Then there’s the brand battle, where the Harley vs. everyone else is the fiercest. In both camps you’ll encounter people who seriously despise the other. Where the most common argument is that metric cruisers is just copies of the “real” thing, or that Harleys are unreliable and not worth their price tag. Most cruiser buyers would probably buy a Harley if the insurance rates and price tag was the same. The metric cruisers are technically more up to date, and in most cases perform better than a Harley, but they lack the history and the “feeling”. Some people believe that’s bullocks, some believe it’s all that matters, and pling! You got yourself two wings that dislike each other.

Speaking of dislike, a recent unfortunate event has really parted the waters and brought out some serious emotions. I’m talking about the Billy Lane accident. You probably know what I’m talking about, but to quickly sum it up. It seems that Lane was driving under the influence, and killed 56 year old Gerry Morelock in a traffic accident. Some people think Lane is a murderer and is getting off the hook too easy because he’s famous, all though he’s still on the hook as far as I know. Others mean that you should have mercy on Lane, that he’s not a bad man, and will regret his actions for the rest of his life. Maybe he wishes he wasn’t famous, because I know I would, facing that mad mob with torches and pitchforks that has revealed it self.
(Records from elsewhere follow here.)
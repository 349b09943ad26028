//! Renderer that records draw calls, for tests

use glam::Vec2;

use super::{Renderer, Sprite};
use crate::error::Result;

#[derive(Debug, Clone, PartialEq)]
pub enum DrawCall {
    Sprite(Sprite, Vec2),
    Text(String, Vec2),
}

#[derive(Debug, Default)]
pub struct RecordingRenderer {
    /// Calls since the last present
    pub frames_in_progress: Vec<DrawCall>,
    /// Completed frames
    pub presented: Vec<Vec<DrawCall>>,
}

impl RecordingRenderer {
    pub fn last_frame(&self) -> Option<&[DrawCall]> {
        self.presented.last().map(Vec::as_slice)
    }
}

impl Renderer for RecordingRenderer {
    fn draw(&mut self, sprite: Sprite, pos: Vec2) -> Result<()> {
        self.frames_in_progress.push(DrawCall::Sprite(sprite, pos));
        Ok(())
    }

    fn draw_text(&mut self, text: &str, pos: Vec2) -> Result<()> {
        self.frames_in_progress.push(DrawCall::Text(text.to_string(), pos));
        Ok(())
    }

    fn present(&mut self) -> Result<()> {
        let frame = std::mem::take(&mut self.frames_in_progress);
        self.presented.push(frame);
        Ok(())
    }
}
//! Frame driver
//!
//! Runs one game at a time: poll input, tick the simulation, draw, present,
//! then sleep off whatever is left of the frame budget. The frame cap is soft;
//! a slow frame is never caught up.

use crate::error::Result;
use crate::highscores::ScoreStore;
use crate::platform::{Clock, InputSource};
use crate::renderer::{Renderer, draw_scene};
use crate::sim::{GameEvent, GameOverReason, GameState, TickOutcome, tick};
use crate::tuning::Tuning;

/// Frames averaged by the FPS overlay
const FPS_WINDOW: usize = 60;

/// How a run ended
#[derive(Debug, Clone, Copy, PartialEq, Eq)]
pub enum RunOutcome {
    /// The run finished normally; its score has been recorded
    GameOver { score: u64, reason: GameOverReason },
    /// The player closed the game; nothing was recorded
    Quit { score: u64 },
}

impl RunOutcome {
    pub fn score(&self) -> u64 {
        match *self {
            RunOutcome::GameOver { score, .. } | RunOutcome::Quit { score } => score,
        }
    }
}

/// Rolling frame rate over the last `FPS_WINDOW` frames
#[derive(Debug, Clone)]
struct FpsCounter {
    frame_times: [u64; FPS_WINDOW],
    frame_index: usize,
    frames_seen: usize,
    fps: u32,
}

impl Default for FpsCounter {
    fn default() -> Self {
        Self {
            frame_times: [0; FPS_WINDOW],
            frame_index: 0,
            frames_seen: 0,
            fps: 0,
        }
    }
}

impl FpsCounter {
    fn record(&mut self, now_ms: u64) {
        let oldest = self.frame_times[self.frame_index];
        self.frame_times[self.frame_index] = now_ms;
        self.frame_index = (self.frame_index + 1) % FPS_WINDOW;
        self.frames_seen += 1;

        if self.frames_seen > FPS_WINDOW {
            let elapsed = now_ms.saturating_sub(oldest);
            if elapsed > 0 {
                self.fps = ((FPS_WINDOW as f64 * 1000.0) / elapsed as f64).round() as u32;
            }
        }
    }

    fn fps(&self) -> u32 {
        self.fps
    }
}

/// Owns the collaborators of a run and drives it frame by frame
pub struct FrameDriver<R, I, C> {
    renderer: R,
    input: I,
    clock: C,
    tuning: Tuning,
    frame_budget_ms: Option<u64>,
    show_fps: bool,
    fps: FpsCounter,
}

impl<R: Renderer, I: InputSource, C: Clock> FrameDriver<R, I, C> {
    /// Driver with no frame cap and no FPS overlay
    pub fn new(renderer: R, input: I, clock: C, tuning: Tuning) -> Self {
        Self {
            renderer,
            input,
            clock,
            tuning,
            frame_budget_ms: None,
            show_fps: false,
            fps: FpsCounter::default(),
        }
    }

    /// Sleep so each frame takes at least `budget_ms`
    pub fn with_frame_budget(mut self, budget_ms: Option<u64>) -> Self {
        self.frame_budget_ms = budget_ms;
        self
    }

    pub fn with_fps_overlay(mut self, show_fps: bool) -> Self {
        self.show_fps = show_fps;
        self
    }

    /// Play one fresh run. A run that ends in game over has its score
    /// recorded before this returns.
    pub fn play<S: ScoreStore + ?Sized>(&mut self, seed: u64, store: &mut S) -> Result<RunOutcome> {
        let mut state = GameState::new(seed, self.tuning.clone(), self.clock.now_ms());
        log::info!("Run started (seed {})", seed);

        let outcome = self.run(&mut state)?;
        if let RunOutcome::GameOver { score, .. } = outcome {
            store.record_score(score)?;
        }
        Ok(outcome)
    }

    /// Drive `state` until it ends
    pub fn run(&mut self, state: &mut GameState) -> Result<RunOutcome> {
        loop {
            let frame_start = self.clock.now_ms();
            let input = self.input.poll()?;

            let outcome = tick(state, &input, frame_start);
            for event in state.drain_events() {
                log_event(&event);
            }
            match outcome {
                TickOutcome::Continue => {}
                TickOutcome::GameOver(reason) => {
                    log::info!("Game over after {} frames, score {}", state.frame, state.score);
                    return Ok(RunOutcome::GameOver {
                        score: state.score,
                        reason,
                    });
                }
                TickOutcome::Quit => {
                    log::info!("Quit requested, score {} not recorded", state.score);
                    return Ok(RunOutcome::Quit { score: state.score });
                }
            }

            self.fps.record(frame_start);
            let fps = self.show_fps.then(|| self.fps.fps());
            draw_scene(state, &mut self.renderer, fps)?;
            self.renderer.present()?;

            if let Some(budget) = self.frame_budget_ms {
                let elapsed = self.clock.now_ms().saturating_sub(frame_start);
                if elapsed < budget {
                    self.clock.sleep_ms(budget - elapsed);
                }
            }
        }
    }
}

fn log_event(event: &GameEvent) {
    match *event {
        GameEvent::MeteoroidSpawned { id, y } => log::debug!("Meteoroid {} spawned at y={}", id, y),
        GameEvent::BulletFired { id } => log::debug!("Bullet {} fired", id),
        GameEvent::MeteoroidDestroyed { id } => log::debug!("Meteoroid {} destroyed", id),
        GameEvent::DifficultyIncreased {
            meteoroid_speed,
            spawn_interval_ms,
        } => log::info!(
            "Difficulty increased: meteoroid speed {}, spawn interval {} ms",
            meteoroid_speed,
            spawn_interval_ms
        ),
        GameEvent::PlayerHit => log::info!("Player hit by a meteoroid"),
        GameEvent::ReturnedToMenu => log::info!("Returned to menu"),
    }
}

#[cfg(test)]
mod tests {
    use std::io;

    use glam::Vec2;

    use super::*;
    use crate::error::Error;
    use crate::highscores::HighScores;
    use crate::platform::{ManualClock, ScriptedInput};
    use crate::renderer::Sprite;
    use crate::renderer::recording::{DrawCall, RecordingRenderer};
    use crate::sim::TickInput;

    const FRAME_MS: u64 = 16;

    fn idle_then(frames: usize, last: TickInput) -> ScriptedInput {
        ScriptedInput::new(std::iter::repeat_n(TickInput::default(), frames).chain([last]))
    }

    fn exit() -> TickInput {
        TickInput {
            exit_to_menu: true,
            ..Default::default()
        }
    }

    fn quit() -> TickInput {
        TickInput {
            quit: true,
            ..Default::default()
        }
    }

    fn driver(input: ScriptedInput) -> FrameDriver<RecordingRenderer, ScriptedInput, ManualClock> {
        FrameDriver::new(RecordingRenderer::default(), input, ManualClock::new(0), Tuning::default())
            .with_frame_budget(Some(FRAME_MS))
    }

    fn meteoroids_in(frame: &[DrawCall]) -> usize {
        frame
            .iter()
            .filter(|c| matches!(c, DrawCall::Sprite(Sprite::Meteoroid { .. }, _)))
            .count()
    }

    #[test]
    fn test_exit_to_menu_records_score() {
        let mut driver = driver(idle_then(9, exit()));
        let mut store = HighScores::seeded();

        let outcome = driver.play(1, &mut store).unwrap();
        assert_eq!(
            outcome,
            RunOutcome::GameOver {
                score: 10,
                reason: GameOverReason::ReturnedToMenu
            }
        );
        assert_eq!(store.top_scores(3), vec![10, 0, 0]);
        // The exit frame is not drawn
        assert_eq!(driver.renderer.presented.len(), 9);
    }

    #[test]
    fn test_quit_records_nothing() {
        let mut driver = driver(idle_then(4, quit()));
        let mut store = HighScores::seeded();

        let outcome = driver.play(1, &mut store).unwrap();
        assert_eq!(outcome, RunOutcome::Quit { score: 5 });
        assert_eq!(outcome.score(), 5);
        assert_eq!(store.entries.len(), 3);
    }

    #[test]
    fn test_frames_are_paced_by_budget() {
        let mut driver = driver(idle_then(100, exit()));
        let mut store = HighScores::new();
        driver.play(1, &mut store).unwrap();

        // 100 full frames slept off, the exit frame returns before sleeping
        assert_eq!(driver.clock.now_ms(), 100 * FRAME_MS);
    }

    #[test]
    fn test_spawn_timer_runs_on_clock_time() {
        let mut driver = driver(idle_then(100, exit()));
        let mut store = HighScores::new();
        driver.play(1, &mut store).unwrap();

        let frames = &driver.renderer.presented;
        // First spawn is due at 1500 ms: frame 94 starts at 1504 ms
        assert_eq!(meteoroids_in(&frames[93]), 0);
        assert_eq!(meteoroids_in(&frames[94]), 1);
        assert_eq!(meteoroids_in(driver.renderer.last_frame().unwrap()), 1);
    }

    #[test]
    fn test_player_hit_ends_run() {
        let mut driver = driver(ScriptedInput::default());
        let mut state = GameState::new(1, Tuning::default(), 0);
        state.entities.spawn_meteoroid_at(state.player.rect.pos.y);
        state.entities.meteoroids[0].rect.pos.x = state.player.rect.pos.x;

        let outcome = driver.run(&mut state).unwrap();
        assert_eq!(
            outcome,
            RunOutcome::GameOver {
                score: 1,
                reason: GameOverReason::PlayerHit
            }
        );
        assert!(state.entities.meteoroids.is_empty());
        assert!(driver.renderer.presented.is_empty());
    }

    #[test]
    fn test_fps_overlay() {
        let mut driver = driver(idle_then(70, exit())).with_fps_overlay(true);
        let mut store = HighScores::new();
        driver.play(1, &mut store).unwrap();

        let last = driver.renderer.last_frame().unwrap();
        let expected = format!("FPS: {}", (60_000.0_f64 / (60.0 * FRAME_MS as f64)).round() as u32);
        assert!(last.contains(&DrawCall::Text(expected, Vec2::new(3.0, 40.0))));
    }

    #[test]
    fn test_fps_counter_window() {
        let mut fps = FpsCounter::default();
        for i in 0..=FPS_WINDOW as u64 {
            fps.record(i * 20);
        }
        assert_eq!(fps.fps(), 50);
    }

    struct BrokenRenderer;

    impl Renderer for BrokenRenderer {
        fn draw(&mut self, _sprite: Sprite, _pos: Vec2) -> Result<()> {
            Ok(())
        }

        fn draw_text(&mut self, _text: &str, _pos: Vec2) -> Result<()> {
            Ok(())
        }

        fn present(&mut self) -> Result<()> {
            Err(Error::Io(io::Error::other("display gone")))
        }
    }

    #[test]
    fn test_renderer_failure_propagates() {
        let mut driver = FrameDriver::new(BrokenRenderer, ScriptedInput::default(), ManualClock::new(0), Tuning::default());
        let mut store = HighScores::seeded();

        assert!(matches!(driver.play(1, &mut store), Err(Error::Io(_))));
        assert_eq!(store.entries.len(), 3);
    }
}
So that’s what lies beneath all the chrome and shiny paint jobs; people. Just plain old regular people like any other. People who form groups where the dislike for another group is sometimes all they have in common, because that’s what people do. It’s like ripples in the water, where the outer ripple is motorcycle riders complaining about “cagers” (that’s what we call people driving cars). Next ripple might be sport bikes vs. cruisers, or that people who ride Goldwings should just buy a car, and so forth.

Bottom line is that motorcycle riders are all different people with different opinions, just like everybody else. But we are tied together by our common interest in motorcycles, and that makes us a group to other people. There are individuals or groups out there that dislike us only because we are part of that group. But who ever that group or those people are, I promise you that we motorcycle riders on our sport bikes, metric cruisers, Harleys, Goldwings, and so on, will stick together and dislike them right back; because we humans are funny that way.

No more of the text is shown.